- **EXERCISE AIM**
Please set down, exactly as written, the line containing "Future<Output = Result<AccountId, Self::Error>>;" and every line after it through the end of the records.

- **DATA RECORDS**
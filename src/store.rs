pub mod memory;

use crate::resource_server::ResourceServer;
use crate::types::{AccessToken, AccountId};
use std::error::Error;
use std::future::Future;
use std::hash::Hash;

#[trait_variant::make(Send)]
pub trait SimpleStore<K, V>
where
    K: Eq + Hash,
    V: Clone,
{
    type Error: Error + Send + Sync + 'static;

    fn get(&self, key: &K) -> impl Future<Output = Result<Option<V>, Self::Error>>;
    fn set(&self, key: K, value: V) -> impl Future<Output = Result<(), Self::Error>>;
    fn del(&self, key: &K) -> impl Future<Output = Result<(), Self::Error>>;
    fn clear(&self) -> impl Future<Output = Result<(), Self::Error>>;
}

/// Registered pods, keyed by host. At most one record per host.
pub trait ResourceServerStore: SimpleStore<String, ResourceServer> {}

/// Access tokens, keyed by the owning local account. The key choice enforces
/// the one-token-per-account invariant structurally.
pub trait AccessTokenStore: SimpleStore<AccountId, AccessToken> {}

/// Lookup-or-creation of local accounts from a composed `uid@host` handle.
///
/// This is the seam for the host application's account model; the provided
/// [`memory::MemoryAccountStore`](crate::store::memory::MemoryAccountStore)
/// implements the default find-or-create-by-handle behavior.
#[trait_variant::make(Send)]
pub trait AccountStore {
    type Error: Error + Send + Sync + 'static;

    fn find_or_create_by_handle(
        &self,
        handle: &str,
    ) -> impl Future<Output = Result<AccountId, Self::Error>>;
}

- **WRITTEN SOLUTION**
    ) -> impl Future<Output = Result<AccountId, Self::Error>>;
}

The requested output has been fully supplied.